> _TASK TO CARRY OUT_
Only the lines from the first line of the records through the line containing "use log::error;" belong in the answer. Copy them exactly.

Excerpts from a dataset:
━━━
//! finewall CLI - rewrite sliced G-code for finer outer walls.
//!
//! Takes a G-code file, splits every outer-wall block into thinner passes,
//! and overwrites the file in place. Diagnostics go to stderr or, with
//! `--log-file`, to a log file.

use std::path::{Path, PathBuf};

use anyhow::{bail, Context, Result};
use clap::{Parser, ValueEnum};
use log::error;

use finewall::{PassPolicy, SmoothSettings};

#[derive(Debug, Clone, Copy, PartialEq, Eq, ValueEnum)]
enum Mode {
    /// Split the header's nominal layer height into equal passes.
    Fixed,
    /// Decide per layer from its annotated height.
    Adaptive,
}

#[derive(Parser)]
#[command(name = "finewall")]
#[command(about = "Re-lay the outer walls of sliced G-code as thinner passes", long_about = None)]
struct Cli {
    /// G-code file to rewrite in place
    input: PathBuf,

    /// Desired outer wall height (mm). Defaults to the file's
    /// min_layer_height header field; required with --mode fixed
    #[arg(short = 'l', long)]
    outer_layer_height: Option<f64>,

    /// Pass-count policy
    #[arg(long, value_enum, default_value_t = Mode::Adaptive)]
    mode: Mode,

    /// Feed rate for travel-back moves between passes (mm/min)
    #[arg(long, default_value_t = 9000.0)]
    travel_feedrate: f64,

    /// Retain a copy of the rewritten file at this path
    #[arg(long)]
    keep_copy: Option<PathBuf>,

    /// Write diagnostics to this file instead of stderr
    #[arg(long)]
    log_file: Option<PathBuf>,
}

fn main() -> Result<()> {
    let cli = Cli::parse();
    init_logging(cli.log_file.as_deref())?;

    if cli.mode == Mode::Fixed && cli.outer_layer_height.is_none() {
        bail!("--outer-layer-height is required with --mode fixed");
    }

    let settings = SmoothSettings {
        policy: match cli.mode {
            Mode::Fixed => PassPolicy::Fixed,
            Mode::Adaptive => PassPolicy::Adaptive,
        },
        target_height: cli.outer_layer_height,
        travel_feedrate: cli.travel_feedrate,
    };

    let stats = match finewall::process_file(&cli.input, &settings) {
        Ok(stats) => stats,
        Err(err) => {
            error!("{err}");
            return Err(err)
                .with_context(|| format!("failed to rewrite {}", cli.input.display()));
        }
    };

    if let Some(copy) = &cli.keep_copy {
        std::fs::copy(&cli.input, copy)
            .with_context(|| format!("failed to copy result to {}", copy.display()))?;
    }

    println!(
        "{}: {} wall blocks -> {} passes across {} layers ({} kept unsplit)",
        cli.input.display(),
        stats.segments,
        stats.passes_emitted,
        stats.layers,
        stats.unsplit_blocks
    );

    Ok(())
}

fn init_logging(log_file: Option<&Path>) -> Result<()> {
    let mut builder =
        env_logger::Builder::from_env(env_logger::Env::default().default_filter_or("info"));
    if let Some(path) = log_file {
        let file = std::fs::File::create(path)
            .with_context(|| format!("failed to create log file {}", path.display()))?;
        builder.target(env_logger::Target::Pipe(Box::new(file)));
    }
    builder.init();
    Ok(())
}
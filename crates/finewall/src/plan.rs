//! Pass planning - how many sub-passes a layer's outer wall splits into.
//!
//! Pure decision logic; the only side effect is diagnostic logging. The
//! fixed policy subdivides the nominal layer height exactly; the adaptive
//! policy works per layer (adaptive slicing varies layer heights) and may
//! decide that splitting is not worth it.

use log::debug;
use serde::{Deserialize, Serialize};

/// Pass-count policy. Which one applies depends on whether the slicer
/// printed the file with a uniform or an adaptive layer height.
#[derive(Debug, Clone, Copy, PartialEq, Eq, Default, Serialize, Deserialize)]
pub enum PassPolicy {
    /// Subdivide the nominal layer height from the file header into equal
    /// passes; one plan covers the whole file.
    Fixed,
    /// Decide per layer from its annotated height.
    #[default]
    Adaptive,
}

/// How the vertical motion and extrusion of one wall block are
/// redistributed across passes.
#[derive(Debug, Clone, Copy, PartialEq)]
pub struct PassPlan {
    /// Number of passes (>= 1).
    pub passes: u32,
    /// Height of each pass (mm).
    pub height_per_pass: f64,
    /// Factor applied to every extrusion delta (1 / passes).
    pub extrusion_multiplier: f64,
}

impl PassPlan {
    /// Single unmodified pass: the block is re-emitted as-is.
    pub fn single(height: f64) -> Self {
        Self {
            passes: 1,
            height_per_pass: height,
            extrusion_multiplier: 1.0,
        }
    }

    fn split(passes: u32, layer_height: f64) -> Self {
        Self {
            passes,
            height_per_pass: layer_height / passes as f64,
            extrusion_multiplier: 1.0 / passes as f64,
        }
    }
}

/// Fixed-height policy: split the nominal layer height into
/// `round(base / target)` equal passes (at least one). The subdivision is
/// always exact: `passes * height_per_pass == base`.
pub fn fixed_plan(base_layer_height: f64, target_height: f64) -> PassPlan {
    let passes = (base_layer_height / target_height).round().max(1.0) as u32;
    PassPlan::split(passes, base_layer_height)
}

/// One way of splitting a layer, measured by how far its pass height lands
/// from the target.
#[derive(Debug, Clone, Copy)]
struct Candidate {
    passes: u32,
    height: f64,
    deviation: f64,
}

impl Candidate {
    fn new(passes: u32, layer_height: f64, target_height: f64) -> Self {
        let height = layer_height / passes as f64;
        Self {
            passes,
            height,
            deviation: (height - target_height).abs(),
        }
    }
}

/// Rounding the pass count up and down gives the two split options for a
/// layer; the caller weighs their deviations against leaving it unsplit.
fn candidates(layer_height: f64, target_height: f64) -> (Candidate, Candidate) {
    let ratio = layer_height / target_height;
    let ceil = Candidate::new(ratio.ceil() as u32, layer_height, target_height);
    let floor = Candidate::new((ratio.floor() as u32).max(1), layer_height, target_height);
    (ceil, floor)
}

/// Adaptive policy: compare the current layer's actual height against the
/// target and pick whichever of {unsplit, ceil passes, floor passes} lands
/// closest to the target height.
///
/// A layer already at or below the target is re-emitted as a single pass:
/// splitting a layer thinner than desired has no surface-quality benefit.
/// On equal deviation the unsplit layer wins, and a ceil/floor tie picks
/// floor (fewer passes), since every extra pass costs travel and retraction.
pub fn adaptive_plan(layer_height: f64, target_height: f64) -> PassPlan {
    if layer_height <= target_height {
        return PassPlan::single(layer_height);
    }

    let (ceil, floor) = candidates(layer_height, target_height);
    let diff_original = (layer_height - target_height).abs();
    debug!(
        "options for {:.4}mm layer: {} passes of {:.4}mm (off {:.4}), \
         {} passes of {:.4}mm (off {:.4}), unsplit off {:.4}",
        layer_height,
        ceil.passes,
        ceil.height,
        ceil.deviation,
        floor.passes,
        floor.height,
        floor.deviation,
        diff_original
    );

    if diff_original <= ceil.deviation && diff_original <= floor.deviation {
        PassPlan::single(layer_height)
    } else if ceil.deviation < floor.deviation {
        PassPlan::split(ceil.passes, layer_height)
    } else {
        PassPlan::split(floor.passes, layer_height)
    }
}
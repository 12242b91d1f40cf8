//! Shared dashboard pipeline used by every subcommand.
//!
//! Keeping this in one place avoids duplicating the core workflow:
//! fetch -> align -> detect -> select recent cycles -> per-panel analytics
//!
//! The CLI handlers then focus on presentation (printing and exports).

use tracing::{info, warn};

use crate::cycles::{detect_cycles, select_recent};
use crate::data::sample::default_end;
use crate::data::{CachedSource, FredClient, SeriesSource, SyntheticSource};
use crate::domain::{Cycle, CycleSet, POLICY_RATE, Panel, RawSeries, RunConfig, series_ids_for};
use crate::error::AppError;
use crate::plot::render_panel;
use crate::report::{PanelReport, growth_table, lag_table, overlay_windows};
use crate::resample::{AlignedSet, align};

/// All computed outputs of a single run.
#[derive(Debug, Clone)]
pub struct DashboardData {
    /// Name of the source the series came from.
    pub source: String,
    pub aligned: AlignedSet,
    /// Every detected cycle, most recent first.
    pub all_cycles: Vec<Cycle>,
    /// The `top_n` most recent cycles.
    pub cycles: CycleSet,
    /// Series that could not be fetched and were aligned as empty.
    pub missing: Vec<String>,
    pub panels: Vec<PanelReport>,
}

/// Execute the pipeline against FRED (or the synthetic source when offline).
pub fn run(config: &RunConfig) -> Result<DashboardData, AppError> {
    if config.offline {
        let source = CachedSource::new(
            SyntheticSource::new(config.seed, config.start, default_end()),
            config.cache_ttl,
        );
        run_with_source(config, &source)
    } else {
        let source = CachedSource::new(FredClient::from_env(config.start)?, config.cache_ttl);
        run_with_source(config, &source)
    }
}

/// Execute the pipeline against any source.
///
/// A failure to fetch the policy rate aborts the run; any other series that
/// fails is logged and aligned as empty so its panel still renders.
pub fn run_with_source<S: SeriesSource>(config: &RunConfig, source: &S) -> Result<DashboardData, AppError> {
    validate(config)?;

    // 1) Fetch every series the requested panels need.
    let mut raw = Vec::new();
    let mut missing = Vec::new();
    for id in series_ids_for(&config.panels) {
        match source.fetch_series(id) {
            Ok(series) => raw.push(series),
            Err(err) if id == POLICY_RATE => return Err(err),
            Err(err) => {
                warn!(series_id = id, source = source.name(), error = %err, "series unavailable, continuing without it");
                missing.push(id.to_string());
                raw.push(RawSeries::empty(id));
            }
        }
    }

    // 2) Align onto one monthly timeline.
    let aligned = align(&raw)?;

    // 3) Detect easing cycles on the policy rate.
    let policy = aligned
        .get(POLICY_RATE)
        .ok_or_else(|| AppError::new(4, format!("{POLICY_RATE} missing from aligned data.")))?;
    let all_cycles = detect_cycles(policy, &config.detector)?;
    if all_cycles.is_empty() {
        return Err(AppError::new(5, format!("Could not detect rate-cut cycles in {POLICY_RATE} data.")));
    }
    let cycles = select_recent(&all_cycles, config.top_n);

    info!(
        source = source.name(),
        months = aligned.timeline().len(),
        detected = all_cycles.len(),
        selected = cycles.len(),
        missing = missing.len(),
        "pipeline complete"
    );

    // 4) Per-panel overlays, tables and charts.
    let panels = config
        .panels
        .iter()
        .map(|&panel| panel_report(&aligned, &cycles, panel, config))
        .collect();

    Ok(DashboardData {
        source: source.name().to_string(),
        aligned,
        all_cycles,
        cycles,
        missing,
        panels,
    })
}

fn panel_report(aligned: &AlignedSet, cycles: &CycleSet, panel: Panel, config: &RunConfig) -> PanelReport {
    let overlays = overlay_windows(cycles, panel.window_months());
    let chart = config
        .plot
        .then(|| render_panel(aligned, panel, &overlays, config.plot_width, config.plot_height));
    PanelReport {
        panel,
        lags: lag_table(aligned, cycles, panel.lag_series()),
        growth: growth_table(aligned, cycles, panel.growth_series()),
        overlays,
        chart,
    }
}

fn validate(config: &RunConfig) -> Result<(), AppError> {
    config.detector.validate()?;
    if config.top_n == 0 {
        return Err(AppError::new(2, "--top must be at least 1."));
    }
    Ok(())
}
━━━
> _SOLUTION TO THIS TASK_
//! finewall CLI - rewrite sliced G-code for finer outer walls.
//!
//! Takes a G-code file, splits every outer-wall block into thinner passes,
//! and overwrites the file in place. Diagnostics go to stderr or, with
//! `--log-file`, to a log file.

use std::path::{Path, PathBuf};

use anyhow::{bail, Context, Result};
use clap::{Parser, ValueEnum};
use log::error;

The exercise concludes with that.